Flugrettung Lienz
Einsatzbericht 1995

Ein ganz normaler Arbeitstag bei der Flugrettung Lienz (Nikolsdorf):

31. Juli 1995
11:12 Uhr - 12.14 Uhr:
Start in Richtung Matrei. Im Landeckwald oberhalb der Felbertauernstraße wird einem jungen Arbeiter beim Holztransport der Kopf abgerissen, weil eine Seilumlenkung reißt.
Trotz jahrelanger Erfahrung ist dieser Anblick schockierend. Die Bergung muss in unmittelbarer Nähe des Holztransportseiles mit dem 10 m Bergeseil durchgeführt werden.

16:14 Uhr - 17:02 Uhr:
Am Goldeck wird ein Urlauberkind von einer Kreuzotter gebissen. Das Kind wird bereits versorgt übernommen und in das KH Spittal/Drau geflogen. Am Rückflug wird MARTIN 6 zu einem Mountainbikeunfall auf das Zettersfeld gerufen. Die Verletzung erweist sich als leicht, der Patient fährt mit einem PKW ins Tal.

17:50 Uhr - 18:40 Uhr:
In der Rainer Alm im Gemeindegebiet von Matrei ist ein Traktor abgestürzt, zwei Pesonen sind verletzt. Zwischen kreuz und quer verlaufenden Materialseilen gelingt eine Landung auf dem Güterweg. Die aus dem Traktor geschleuderte Bäuerin wird mit erheblichen Verletzungen ins BKH Lienz geflogen.

18:45 Uhr - 19:36 Uhr:
Noch im Krankenhaus erreicht die Mannschaft ein Hilferuf aus Amlach. Ein Bauarbeiter war bei einem Rohbau in den Kellerschacht gestürzt. Der Schwerverletzte wird mit dem 20m Seil aus dem Keller geborgen.

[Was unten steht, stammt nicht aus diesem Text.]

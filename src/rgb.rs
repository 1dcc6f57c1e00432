use std::ops::{Add, AddAssign, Div, Mul, MulAssign, Sub};

#[derive(Clone, Copy, Debug, Default, PartialEq)]
pub struct RGB {
    pub r: f64,
    pub g: f64,
    pub b: f64,
}

fn unit_clamp(c: f64) -> f64 {
    c.max(0.0).min(1.0)
}

impl RGB {
    pub const BLACK: RGB = RGB {
        r: 0.0,
        g: 0.0,
        b: 0.0,
    };

    pub const fn new(r: f64, g: f64, b: f64) -> Self {
        RGB { r, g, b }
    }
    pub fn all(x: f64) -> Self {
        Self::new(x, x, x)
    }

    fn map<F: Fn(f64) -> f64>(&self, f: F) -> Self {
        RGB::new(f(self.r), f(self.g), f(self.b))
    }

    pub fn clamp(&self) -> Self {
        self.map(unit_clamp)
    }

    pub fn gamma_correct(&self, gamma: f64) -> Self {
        let inv = 1.0 / gamma;
        self.map(|c| c.powf(inv))
    }

    /// Stretches each channel around 0.5, result clamped to [0, 1].
    pub fn enhance_contrast(&self, contrast: f64) -> Self {
        self.map(|c| unit_clamp((c - 0.5) * contrast + 0.5))
    }

    pub fn luminance(&self) -> f64 {
        0.299 * self.r + 0.587 * self.g + 0.114 * self.b
    }

    pub fn is_black(&self) -> bool {
        self.r < 1e-6 && self.g < 1e-6 && self.b < 1e-6
    }

    pub fn is_finite(&self) -> bool {
        self.r.is_finite() && self.g.is_finite() && self.b.is_finite()
    }

    /// Clamps, then truncates `c * 255` to a byte.
    pub fn to_bytes(&self) -> [u8; 3] {
        let c = self.clamp();
        [
            (c.r * 255.0) as u8,
            (c.g * 255.0) as u8,
            (c.b * 255.0) as u8,
        ]
    }
}

impl<'a> Add<&'a Self> for RGB {
    type Output = Self;
    fn add(self, rhs: &'a Self) -> Self {
        RGB {
            r: self.r + rhs.r,
            g: self.g + rhs.g,
            b: self.b + rhs.b,
        }
    }
}

impl Add for RGB {
    type Output = Self;
    fn add(self, rhs: Self) -> Self {
        self.add(&rhs)
    }
}

impl AddAssign for RGB {
    fn add_assign(&mut self, rhs: Self) {
        *self = *self + rhs;
    }
}

impl<'a> Sub<&'a Self> for RGB {
    type Output = Self;
    fn sub(self, rhs: &'a Self) -> Self {
        RGB {
            r: self.r - rhs.r,
            g: self.g - rhs.g,
            b: self.b - rhs.b,
        }
    }
}

impl Sub for RGB {
    type Output = Self;
    fn sub(self, rhs: Self) -> Self {
        self.sub(&rhs)
    }
}

impl<'a> Mul<&'a Self> for RGB {
    type Output = Self;
    fn mul(self, rhs: &'a Self) -> Self {
        RGB {
            r: self.r * rhs.r,
            g: self.g * rhs.g,
            b: self.b * rhs.b,
        }
    }
}

impl Mul for RGB {
    type Output = Self;
    fn mul(self, rhs: Self) -> Self {
        self.mul(&rhs)
    }
}

impl Mul<f64> for RGB {
    type Output = Self;
    fn mul(self, rhs: f64) -> Self {
        RGB {
            r: self.r * rhs,
            g: self.g * rhs,
            b: self.b * rhs,
        }
    }
}

impl MulAssign<f64> for RGB {
    fn mul_assign(&mut self, rhs: f64) {
        *self = *self * rhs;
    }
}

impl Div<f64> for RGB {
    type Output = Self;
    fn div(self, rhs: f64) -> Self {
        RGB {
            r: self.r / rhs,
            g: self.g / rhs,
            b: self.b / rhs,
        }
    }
}

#[cfg(test)]
mod tests {
    use super::*;

    #[test]
    fn clamp_and_contrast() {
        let c = RGB::new(-0.5, 0.5, 1.7);
        assert_eq!(c.clamp(), RGB::new(0.0, 0.5, 1.0));
        let e = RGB::new(0.0, 0.5, 0.75).enhance_contrast(1.2);
        assert_eq!(e.r, 0.0);
        assert_eq!(e.g, 0.5);
        assert!((e.b - 0.8).abs() < 1e-12);
    }

    #[test]
    fn gamma() {
        let c = RGB::new(0.25, 1.0, 0.0).gamma_correct(2.0);
        assert!((c.r - 0.5).abs() < 1e-12);
        assert_eq!(c.g, 1.0);
        assert_eq!(c.b, 0.0);
    }

    #[test]
    fn luminance_and_black() {
        assert!((RGB::all(1.0).luminance() - 1.0).abs() < 1e-12);
        assert!(RGB::all(5e-7).is_black());
        assert!(!RGB::new(0.0, 0.0, 1e-5).is_black());
    }

    #[test]
    fn bytes_truncate() {
        assert_eq!(RGB::new(1.0, 0.999, 2.0).to_bytes(), [255, 254, 255]);
        assert_eq!(RGB::new(0.03, 0.03, 0.08).to_bytes(), [7, 7, 20]);
        assert_eq!(RGB::new(-1.0, 0.5, 0.0).to_bytes(), [0, 127, 0]);
    }

    #[test]
    fn arithmetic() {
        let mut c = RGB::new(1.0, 2.0, 3.0) + RGB::all(1.0);
        c *= 0.5;
        assert_eq!(c, RGB::new(1.0, 1.5, 2.0));
        assert_eq!(c * RGB::new(2.0, 0.0, 1.0), RGB::new(2.0, 0.0, 2.0));
        assert_eq!(c - RGB::all(1.0), RGB::new(0.0, 0.5, 1.0));
        assert_eq!(c / 2.0, RGB::new(0.5, 0.75, 1.0));
    }
}
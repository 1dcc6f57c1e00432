use crate::error::Result;
use crate::*;
use std::io::{BufWriter, Write};

/// Row-major color buffer, origin at the top left.
#[derive(Clone, Debug)]
pub struct Image {
    w: u32,
    h: u32,
    buf: Vec<RGB>,
}

impl Image {
    pub fn new(w: u32, h: u32) -> Self {
        let mut buf = Vec::new();
        buf.resize(w as usize * h as usize, RGB::BLACK);
        Image { w, h, buf }
    }

    fn index(&self, x: u32, y: u32) -> usize {
        y as usize * self.w as usize + x as usize
    }

    pub fn at(&self, x: u32, y: u32) -> &RGB {
        &self.buf[self.index(x, y)]
    }

    pub fn set_row(&mut self, y: u32, row: &[RGB]) {
        let start = self.index(0, y);
        self.buf[start..start + self.w as usize].copy_from_slice(row);
    }

    pub fn pixels(&self) -> &[RGB] {
        &self.buf[..]
    }

    pub fn w(&self) -> u32 {
        self.w
    }
    pub fn h(&self) -> u32 {
        self.h
    }

    /// Interleaved RGB bytes, top to bottom.
    pub fn to_bytes(&self) -> Vec<u8> {
        self.buf.iter().flat_map(|c| c.to_bytes().to_vec()).collect()
    }

    /// Plain-text PPM (`P3`), one pixel per line.
    pub fn write_ppm_to<W: Write>(&self, out: W) -> std::io::Result<()> {
        let mut out = BufWriter::new(out);
        write!(out, "P3\n{} {}\n255\n", self.w, self.h)?;
        for c in &self.buf {
            let [r, g, b] = c.to_bytes();
            writeln!(out, "{} {} {}", r, g, b)?;
        }
        out.flush()
    }

    pub fn write_ppm(&self, filename: &str) -> Result<()> {
        let file = std::fs::File::create(filename)?;
        self.write_ppm_to(file)?;
        Ok(())
    }
}
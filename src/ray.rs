use crate::*;
#[derive(Clone, Debug)]
pub struct Ray {
    pub origin: P3,
    pub dir: V3,
}

impl Ray {
    pub fn new(origin: P3, dir: V3) -> Self {
        Ray { origin, dir }
    }
}
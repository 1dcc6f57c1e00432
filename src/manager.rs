/// A row of the image handed to a render thread.
#[derive(Debug, Clone, Copy, PartialEq)]
pub struct Task {
    pub row: u32,
}

/// Hands out image rows to render threads in order, one at a time.
///
/// `on_progress(done, total)` fires at roughly every tenth of the image,
/// counted in dispatched rows.
pub struct Manager {
    rows: u32,
    next_row: u32,
    report_every: u32,
    rows_per_thread: Vec<usize>,
    on_progress: Box<dyn FnMut(u32, u32) + Send>,
}

impl Manager {
    pub fn new(rows: u32, nthread: usize, on_progress: Box<dyn FnMut(u32, u32) + Send>) -> Self {
        Manager {
            rows,
            next_row: 0,
            report_every: (rows / 10).max(1),
            rows_per_thread: vec![0; nthread],
            on_progress,
        }
    }

    pub fn next(&mut self, thid: usize) -> Option<Task> {
        if self.next_row >= self.rows {
            return None;
        }
        let row = self.next_row;
        if row % self.report_every == 0 {
            (self.on_progress)(row, self.rows);
        }
        self.next_row += 1;
        if let Some(n) = self.rows_per_thread.get_mut(thid) {
            *n += 1;
        }
        Some(Task { row })
    }

    pub fn rows_per_thread(&self) -> &[usize] {
        &self.rows_per_thread
    }
}
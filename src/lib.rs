pub mod black_hole;
pub mod camera;
pub mod config;
pub mod error;
pub mod image;
pub mod manager;
pub mod math;
pub mod presets;
pub mod ray;
pub mod renderer;
pub mod rgb;

pub use math::*;
pub use ray::Ray;
pub use rgb::RGB;
use thiserror::Error;

#[derive(Debug, Error)]
pub enum Error {
    #[error("black hole mass must be positive and finite, got {0}")]
    InvalidMass(f64),

    #[error("image dimensions must be positive, got {width}x{height}")]
    InvalidDimensions { width: u32, height: u32 },

    #[error("invalid configuration: {0}")]
    InvalidConfig(String),

    #[error("unknown camera view '{0}'")]
    UnknownView(String),

    #[error("render worker {0} panicked")]
    WorkerPanicked(usize),

    #[error(transparent)]
    Io(#[from] std::io::Error),
}

pub type Result<T> = std::result::Result<T, Error>;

19:44 Uhr - 22:35 Uhr: Während der Übergabe im BKH Lienz kommt die Anforderung aus Kötschach-Mauthen, dass auf der Mauthner Alm eine Urlauberin einen komplizierten Beinbruch erlitten hätte. Dieser Einsatz kann nicht geflogen werden, denn gleichzeitig kommt ein Hilferuf von der Essener Rostocker Hütte, am Umbalkees sei eine Frau in eine Gletscherspalte gestürzt. Sofort wird die notwendige Ausrüstung von der FEST geholt, und ab geht's in Richtung Maurertal. Bei der Hütte sind noch drei Bergführer und der Hüttenwirt zum Mithelfen bereit.
An der Unfallstelle in 3.100 m Seehöhe ist um diese Zeit der Schnee so aufgeweicht, dass wir nur angeseilt vom Landeplatz zur Spalte gelangen. Dort finden wir ein vorschriftsmäßig verankertes Seil vor, welches in die Spalte führt. Aus der Spalte dringen schwache Hilferufe, zu sehen ist nichts. Wir ziehen einmal kräftig an diesem Seil und liegen gleich am Rücken. Der Vorderste bekommt vom herauf schnallenden Karabiner einen Kinnhaken, das Seil war bei der Abgestürzten ausgerissen. Sofort wird der Flugretter in die Spalte abgelassen. Er kann die Verunglückte in ca. 15 m Tiefe eingeklemmt vorfinden und sie an ihrem Klettergurt fixieren. Sie liegt jedoch unter einem Eisklemmblock, welcher in einstündiger Schwerstarbeit mit dem Presslufthammer weggemeißelt werden muss. Um 21.10 Uhr wird die Frau dem Notarzt am Spaltenrand übergeben, sie hat noch eine Körpertemperatur von 28 Grad und ist nicht ansprechbar.
Sofort fliegt man sie ins BKH Lienz, wo wegen der Umlagerung nur mehr 26 Grad gemessen werden. Die Bergemannschaft wird um 22.00 Uhr bei Mondschein vom Gletscher geholt, um 22.35 Uhr landet der Hubschrauber nach großartiger fliegerischer Leistung wieder auf der FEST Lienz.

Noch in der Nacht wird in Erfahrung gebracht, dass es der Frau im Krankenhaus bereits besser geht, und schon am nächsten Tag besucht dieselbe Bergemannschaft die Verunglückte am Krankenbett.

Ein schönes Gefühl, wenn man mit einer Totgeglaubten sprechen und ihre Dankesworte entgegennehmen kann.